MEMPHIS, Tenn. — Managing your diabetes during the coronavirus crisis could make a difference between life or death, health experts say.

Each year, thousands of people are diagnosed with diabetes. Experts say those people are already at risk for various infections, which could turn deadly if you add COVID-19 to the mix.

“If your blood sugars are elevated or if you’re having abnormal A1C, that increases the severities and you may have more complications from COVID-19,” said Nykkia Sellers, a certified diabetes care and education specialist.

Sellers says at this time, it’s unclear if people living with diabetes are more at risk for COVID-19.

But, it is clear that those same people may be at a higher risk due to their underlying conditions that come with the disease, such as heart and kidney disease, which may make it harder for your body to recover from certain illnesses.

According to the Shelby County Health Department, 26% of COVID-19 deaths were in people who were diabetic.

“If you have COVID-19 and you go into the hospital, you may have more of the severity of pneumonia that comes with that and respiratory failure,” Sellers said.

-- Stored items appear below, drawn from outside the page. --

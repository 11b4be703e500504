//! Lock-free ring buffer of entity/component events.
//!
//! [`EventBuffer`] is a fixed-size ring of packed event records plus a
//! single monotonic write index. Writers never block: `push` does a
//! fetch-add on the index and an atomic store of the record into the
//! resulting slot, overwriting the oldest entry on wrap-around. Readers
//! compare their own last-seen index against the current write index to
//! discover how much of the log they have not yet scanned, and detect
//! when they have lagged far enough to lose events (ยง4.5).

use std::collections::HashSet;
use std::sync::atomic::{AtomicU32, AtomicU64, Ordering};

use bitflags::bitflags;

bitflags! {
    /// Bitmask set of event kinds (ยง3).
    #[derive(Clone, Copy, PartialEq, Eq, Debug)]
    pub struct EventKind: u8 {
        const ADDED = 1 << 0;
        const REMOVED = 1 << 1;
        const CHANGED = 1 << 2;
        const COMPONENT_ADDED = 1 << 3;
        const COMPONENT_REMOVED = 1 << 4;
    }
}

/// An 8-byte event record: `(entity_id, event_type, padding, component_id)`.
#[derive(Clone, Copy, PartialEq, Eq, Debug)]
pub struct EventRecord {
    pub entity_id: u32,
    pub event_type: EventKind,
    pub component_id: u16,
}

impl EventRecord {
    fn pack(self) -> u64 {
        (self.entity_id as u64)
            | ((self.event_type.bits() as u64) << 32)
            | ((self.component_id as u64) << 48)
    }

    fn unpack(word: u64) -> Self {
        let entity_id = word as u32;
        let event_type = EventKind::from_bits_truncate((word >> 32) as u8);
        let component_id = (word >> 48) as u16;
        Self {
            entity_id,
            event_type,
            component_id,
        }
    }
}

/// Shared, lock-free event ring buffer.
#[derive(Debug)]
pub struct EventBuffer {
    slots: Vec<AtomicU64>,
    write_index: AtomicU32,
    max_events: u32,
}

impl EventBuffer {
    pub fn new(max_events: u32) -> Self {
        assert!(max_events > 0, "max_events must be > 0");
        Self {
            slots: (0..max_events).map(|_| AtomicU64::new(0)).collect(),
            write_index: AtomicU32::new(0),
            max_events,
        }
    }

    /// Current write index (number of events ever pushed, mod 2^32).
    pub fn write_index(&self) -> u32 {
        self.write_index.load(Ordering::Acquire)
    }

    /// Push a raw event record.
    pub fn push(&self, entity_id: u32, event_type: EventKind, component_id: u16) {
        let index = self.write_index.fetch_add(1, Ordering::AcqRel);
        let slot = (index % self.max_events) as usize;
        let record = EventRecord {
            entity_id,
            event_type,
            component_id,
        };
        self.slots[slot].store(record.pack(), Ordering::Release);
    }

    pub fn push_added(&self, entity_id: u32) {
        self.push(entity_id, EventKind::ADDED, 0);
    }

    pub fn push_removed(&self, entity_id: u32) {
        self.push(entity_id, EventKind::REMOVED, 0);
    }

    pub fn push_changed(&self, entity_id: u32, component_id: u16) {
        self.push(entity_id, EventKind::CHANGED, component_id);
    }

    pub fn push_component_added(&self, entity_id: u32, component_id: u16) {
        self.push(entity_id, EventKind::COMPONENT_ADDED, component_id);
    }

    pub fn push_component_removed(&self, entity_id: u32, component_id: u16) {
        self.push(entity_id, EventKind::COMPONENT_REMOVED, component_id);
    }

    /// Read the event stored at absolute index `i` (mod `max_events`),
    /// without any bounds/staleness checking -- used for debug dumps.
    pub fn read_event(&self, i: u32) -> EventRecord {
        let slot = (i % self.max_events) as usize;
        EventRecord::unpack(self.slots[slot].load(Ordering::Acquire))
    }

    /// Collect the set of distinct entity ids affected by events in
    /// `(last_index, current_write_index]` whose kind matches
    /// `event_type_mask`, optionally filtered (for `CHANGED` events) by
    /// testing `component_id` against `component_mask`.
    ///
    /// Returns `(entities, new_last_index, overflowed)`. `overflowed` is
    /// `true` when the caller had lagged far enough that some events were
    /// overwritten before being scanned; the log is still a correct,
    /// non-corrupted view of whatever range survived.
    pub fn collect_entities_in_range(
        &self,
        last_index: u32,
        event_type_mask: EventKind,
        component_mask: Option<&crate::query::Bitmask>,
    ) -> (HashSet<u32>, u32, bool) {
        let current = self.write_index();
        let mut last_index = last_index;
        let mut overflowed = false;
        if current.wrapping_sub(last_index) > self.max_events {
            last_index = current.wrapping_sub(self.max_events);
            overflowed = true;
            tracing::warn!(
                max_events = self.max_events,
                "event reader lagged past ring buffer capacity; missed events"
            );
        }

        let mut entities = HashSet::new();
        let mut i = last_index;
        while i != current {
            let record = self.read_event(i);
            if record.event_type.intersects(event_type_mask) {
                let passes_component_filter = if record.event_type == EventKind::CHANGED {
                    match component_mask {
                        Some(mask) => mask.test(record.component_id as u32),
                        None => true,
                    }
                } else {
                    true
                };
                if passes_component_filter {
                    entities.insert(record.entity_id);
                }
            }
            i = i.wrapping_add(1);
        }
        (entities, current, overflowed)
    }

    /// Debug helper: read every event in `(last_index, current]`, in order.
    pub fn read_events(&self, last_index: u32) -> (Vec<EventRecord>, u32) {
        let current = self.write_index();
        let last_index = if current.wrapping_sub(last_index) > self.max_events {
            current.wrapping_sub(self.max_events)
        } else {
            last_index
        };
        let mut out = Vec::new();
        let mut i = last_index;
        while i != current {
            out.push(self.read_event(i));
            i = i.wrapping_add(1);
        }
        (out, current)
    }
}

#[cfg(test)]
mod tests {
    use super::*;
    use crate::query::Bitmask;

    #[test]
    fn push_then_collect_added() {
        let buf = EventBuffer::new(16);
        buf.push_added(1);
        buf.push_added(2);
        let (entities, idx, overflowed) =
            buf.collect_entities_in_range(0, EventKind::ADDED, None);
        assert_eq!(entities, [1, 2].into_iter().collect());
        assert_eq!(idx, 2);
        assert!(!overflowed);
    }

    #[test]
    fn changed_filtered_by_component_mask() {
        let buf = EventBuffer::new(16);
        buf.push_changed(1, 0);
        buf.push_changed(2, 5);
        let mask = Bitmask::from_bits(&[0], 1);
        let (entities, _, _) =
            buf.collect_entities_in_range(0, EventKind::CHANGED, Some(&mask));
        assert_eq!(entities, [1].into_iter().collect());
    }

    #[test]
    fn ring_wrap_clamps_and_warns() {
        let buf = EventBuffer::new(4);
        for e in 1..=6u32 {
            buf.push_added(e);
        }
        let (entities, idx, overflowed) =
            buf.collect_entities_in_range(0, EventKind::ADDED, None);
        assert!(overflowed);
        assert_eq!(idx, 6);
        assert!(entities.len() <= 4);
        assert!(entities.is_subset(&[3, 4, 5, 6].into_iter().collect()));
    }

    #[test]
    fn event_type_mask_filters_kinds() {
        let buf = EventBuffer::new(16);
        buf.push_added(1);
        buf.push_removed(2);
        let (entities, _, _) =
            buf.collect_entities_in_range(0, EventKind::REMOVED, None);
        assert_eq!(entities, [2].into_iter().collect());
    }

    #[test]
    fn read_event_roundtrips_fields() {
        let buf = EventBuffer::new(4);
        buf.push(7, EventKind::COMPONENT_ADDED, 3);
        let record = buf.read_event(0);
        assert_eq!(record.entity_id, 7);
        assert_eq!(record.event_type, EventKind::COMPONENT_ADDED);
        assert_eq!(record.component_id, 3);
    }
}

Sellers says managing your diabetes now may make a difference between life or death if you were to contract COVID-19.

She says this includes keeping a close on your blood sugar levels, which should remain anywhere from 80 to 130. She also encourages people to increase physical activity, maintain a healthy lifestyle, and stay stocked up on insulin and other medication. 

Sellers says Shelby County has an alarming rate of diabetic cases, with the mortality rate among African-Americans being more than 40%. 

She says if you are diabetic and experiencing complications such as high blood pressure or even shortness of breath, you need to go to the hospital immediately. 

Unfortunately, she says she’s seeing more patients refuse hospital care due to having fears of contracting COVID-19.

“There’s other things going on besides COVID-19. COVID is a pandemic that’s affecting all of us, but there’s still people that’s living with diabetes that have heart disease,” Sellers said. “Heart disease puts you at an increased risks for heart attacks and strokes.”

Sellers says people with diabetes are also more likely to experience depression, which could be heightened during this pandemic. She encourages those struggling with depression to contact their medical provider and try to maintain an active lifestyle.